Alzai un braccio dietro di me per prendere l'arco, quando mi accorsi che era rimasto a terra nel bel mezzo della stanza nel momento in cui Kurtis mi aveva immobilizzata.
Soffocai un grido, frustrata.
«Tu invece cosa mi dici Jack, huh? Come sta tua sorella?» notai Jack irrigidirsi, stringendo i pugni.
«Le avevi promesso che sarebbe andato tutto bene, poi sei morto. Sei consapevole che sta per succedere lo stesso con lei, vero?» Kurtis mi indicò, punzecchiando ancora di più Jack.
Il suo intento era decisamente quello di farlo infuriare, e ci stava riuscendo.

Una scia partì all'attacco, Jack riuscì solo a schivarla rotolando via.
La scena si ripeté per diverse volte, ricordandomi di quando a Londra, nel cortile di periferia, non riuscivo a combattere.
«Dobbiamo aiutarlo» dissi a Dentolina, accanto a me.
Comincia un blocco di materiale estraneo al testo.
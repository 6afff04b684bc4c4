//! Keys and signatures on the BN-254 pairing curve.
//!
//! In addition to generating and using keypairs for signing, this module
//! contains the operations needed by the more involved schemes built on top
//! of it: threshold signatures and multisignatures. Secret keys are scalars,
//! verification keys live in G2, signatures in G1, and verification is the
//! pairing equation `e(sig, g2) == e(hash(msg), vk)` checked in constant
//! time over the marshalled GT elements.

use base64::engine::general_purpose::STANDARD as BASE64;
use base64::Engine as _;
use rand::{CryptoRng, RngCore};

use crate::errors::{CryptoError, Result};

pub(crate) mod curve;
mod poly;

pub use curve::{Fr, G1, G2, SCALAR_LENGTH, SIGNATURE_LENGTH, VERIFICATION_KEY_LENGTH};
pub use poly::PolyVerifier;

use curve::{
    ct_eq, g1_gen, g2_gen, hash_to_g1, marshal_fr, marshal_g1, marshal_g2, pairing_bytes,
    unmarshal_fr, unmarshal_g1, unmarshal_g2,
};

/// Can be used to sign data.
#[derive(Clone, Debug, PartialEq, Eq)]
pub struct SecretKey {
    key: Fr,
}

/// Can verify the validity of signatures.
#[derive(Clone, Debug, PartialEq, Eq)]
pub struct VerificationKey {
    key: G2,
}

/// Confirms some piece of information.
#[derive(Clone, Debug, PartialEq, Eq)]
pub struct Signature {
    sgn: G1,
}

/// Generates a fresh keypair, with the secret uniform over the scalar field.
pub fn generate_keys<R: RngCore + CryptoRng>(rng: &mut R) -> (VerificationKey, SecretKey) {
    let secret = curve::random_scalar(rng);
    let sk = SecretKey::new(secret);
    (sk.verification_key(), sk)
}

impl SecretKey {
    /// Wraps the given scalar as a secret key.
    pub fn new(secret: Fr) -> Self {
        SecretKey { key: secret }
    }

    /// Returns a signature of `msg`.
    pub fn sign(&self, msg: &[u8]) -> Signature {
        Signature {
            sgn: hash_to_g1(msg) * self.key,
        }
    }

    /// The verification key associated with this secret key.
    pub fn verification_key(&self) -> VerificationKey {
        VerificationKey::new(self.key)
    }

    pub fn marshal(&self) -> Vec<u8> {
        marshal_fr(&self.key)
    }

    pub fn unmarshal(data: &[u8]) -> Result<Self> {
        let key = unmarshal_fr(data).ok_or(CryptoError::MalformedKey)?;
        Ok(SecretKey { key })
    }

    /// Encodes the key as a base64 string.
    pub fn encode(&self) -> String {
        BASE64.encode(self.marshal())
    }
}

impl VerificationKey {
    /// The verification key of the given secret scalar, `g2 * secret`.
    pub fn new(secret: Fr) -> Self {
        VerificationKey {
            key: g2_gen() * secret,
        }
    }

    /// Returns true if `sig` is a valid signature of `msg` under this key.
    pub fn verify(&self, sig: &Signature, msg: &[u8]) -> bool {
        let p1 = pairing_bytes(&sig.sgn, &g2_gen());
        let p2 = pairing_bytes(&hash_to_g1(msg), &self.key);
        ct_eq(&p1, &p2)
    }

    pub fn marshal(&self) -> Vec<u8> {
        marshal_g2(&self.key)
    }

    pub fn unmarshal(data: &[u8]) -> Result<Self> {
        let key = unmarshal_g2(data).ok_or(CryptoError::MalformedKey)?;
        Ok(VerificationKey { key })
    }

    /// Encodes the key as a base64 string.
    pub fn encode(&self) -> String {
        BASE64.encode(self.marshal())
    }

    pub(crate) fn point(&self) -> &G2 {
        &self.key
    }
}

impl Signature {
    pub fn marshal(&self) -> Vec<u8> {
        marshal_g1(&self.sgn)
    }

    pub fn unmarshal(data: &[u8]) -> Result<Self> {
        let sgn = unmarshal_g1(data).ok_or(CryptoError::MalformedSignature)?;
        Ok(Signature { sgn })
    }
}

/// Decodes a secret key from its base64 encoding.
pub fn decode_secret_key(enc: &str) -> Result<SecretKey> {
    let data = BASE64.decode(enc).map_err(|_| CryptoError::MalformedKey)?;
    SecretKey::unmarshal(&data)
}

/// Decodes a verification key from its base64 encoding.
pub fn decode_verification_key(enc: &str) -> Result<VerificationKey> {
    let data = BASE64.decode(enc).map_err(|_| CryptoError::MalformedKey)?;
    VerificationKey::unmarshal(&data)
}

/// Returns the sum of the provided verification keys.
/// `None` is treated as the group identity.
pub fn add_verification_keys(
    vk1: Option<&VerificationKey>,
    vk2: &VerificationKey,
) -> VerificationKey {
    match vk1 {
        None => vk2.clone(),
        Some(vk1) => VerificationKey {
            key: vk1.key + vk2.key,
        },
    }
}

/// Returns the sum of the provided secret keys modulo the group order.
/// `None` is treated as zero.
pub fn add_secret_keys(sk1: Option<&SecretKey>, sk2: &SecretKey) -> SecretKey {
    match sk1 {
        None => sk2.clone(),
        Some(sk1) => SecretKey {
            key: sk1.key + sk2.key,
        },
    }
}

/// Returns the sum of the provided signatures.
/// `None` is treated as the group identity.
pub fn add_signatures(sgn1: Option<&Signature>, sgn2: &Signature) -> Signature {
    match sgn1 {
        None => sgn2.clone(),
        Some(sgn1) => Signature {
            sgn: sgn1.sgn + sgn2.sgn,
        },
    }
}

/// Returns the provided signature multiplied by the scalar.
/// `None` is treated as the G1 generator.
pub fn mul_signature(sgn: Option<&Signature>, n: &Fr) -> Signature {
    match sgn {
        None => Signature { sgn: g1_gen() * *n },
        Some(sgn) => Signature { sgn: sgn.sgn * *n },
    }
}

/// Checks whether the given secret and verification keys form a valid pair.
pub fn verify_keys(vk: &VerificationKey, sk: &SecretKey) -> bool {
    ct_eq(&vk.marshal(), &sk.verification_key().marshal())
}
Kurtis era troppo impegnato per ascoltarci.
«E come?» domandò. Non mi preoccupai di darle una risposta, perché mi voltai quando sentii un urlo: Jack era steso a terra, il naso perdeva sangue.
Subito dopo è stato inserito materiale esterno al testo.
//! Dealer-distributed threshold signature scheme.
//!
//! A dealer samples a polynomial of degree `t-1` over the scalar field,
//! hands every party the evaluation at its point as a secret share, and
//! publishes the matching verification keys. Any `t` shares of a signature
//! combine through Lagrange interpolation into a signature under the global
//! key; fewer reveal nothing. Summing the keys of several dealers
//! ([`create_multikey`], [`WeakThresholdKey`]) removes the trust in any
//! single one of them.

mod dealing;
mod multi;
mod shares;

pub use dealing::decode;
pub use multi::{create_multikey, sum_shares, WeakThresholdKey};

use crate::crypto::bn256;
use crate::crypto::encrypt::CipherText;

/// The set of all raw threshold keys generated by a dealer for all parties.
pub struct Tss {
    pub(super) threshold: u16,
    pub(super) global_vk: bn256::VerificationKey,
    pub(super) vks: Vec<bn256::VerificationKey>,
    pub(super) sks: Vec<bn256::SecretKey>,
}

/// A single party's view of a dealt threshold key: encrypted secret keys of
/// all parties and the decrypted key of the owner.
#[derive(Clone)]
pub struct ThresholdKey {
    pub(super) owner: u16,
    pub(super) dealer: u16,
    pub(super) threshold: u16,
    pub(super) global_vk: bn256::VerificationKey,
    pub(super) vks: Vec<bn256::VerificationKey>,
    pub(super) enc_sks: Vec<CipherText>,
    pub(super) sk: Option<bn256::SecretKey>,
}

/// A share of a signature owned by one process.
#[derive(Clone, Debug, PartialEq, Eq)]
pub struct Share {
    pub(super) owner: u16,
    pub(super) sgn: bn256::Signature,
}

/// The result of merging enough shares: a signature under the global key.
#[derive(Clone, Debug, PartialEq, Eq)]
pub struct Signature {
    pub(super) sgn: bn256::Signature,
}

impl Tss {
    /// The number of shares needed to produce a signature.
    pub fn threshold(&self) -> u16 {
        self.threshold
    }
}

impl ThresholdKey {
    /// The number of shares needed to produce a signature.
    pub fn threshold(&self) -> u16 {
        self.threshold
    }

    /// The identity of the dealer this key was obtained from.
    pub fn dealer(&self) -> u16 {
        self.dealer
    }

    /// The identity of the party owning this key.
    pub fn owner(&self) -> u16 {
        self.owner
    }

    /// The verification key of the jointly held secret.
    pub fn global_vk(&self) -> &bn256::VerificationKey {
        &self.global_vk
    }
}

impl Share {
    /// The identity of the party that created this share.
    pub fn owner(&self) -> u16 {
        self.owner
    }
}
«Jack!» esclamai. Lo stava facendo fuori, non se ne rendeva conto anche lui?
«Va tutto bene, va tutto bene» mi ripeté, senza convincermi.
Non stava facendo nulla, e quelle poche volte in cui non riusciva a schivare le scie di Kurtis, ne rimaneva prigioniero per poi essere sbattuto a terra violentemente.
«Il mio arco, Jack! Il mio arco!» gridai abbastanza forte perché lui mi sentisse, tra le lacrime.
Jack iniziò a correre verso di esso, avrebbe potuto avere un'arma, ma la scia fu più veloce. Inghiottì il mio arco, trascinandolo dall'altra parte della sala.
Perfetto.
Kurtis a quel punto agitò il bastone verso Jack, mancando il colpo. Si creò a terra una piccola distesa di ghiaccio.
Terrorizzato, Jack si riparava dietro delle rocce nel bel mezzo della stanza.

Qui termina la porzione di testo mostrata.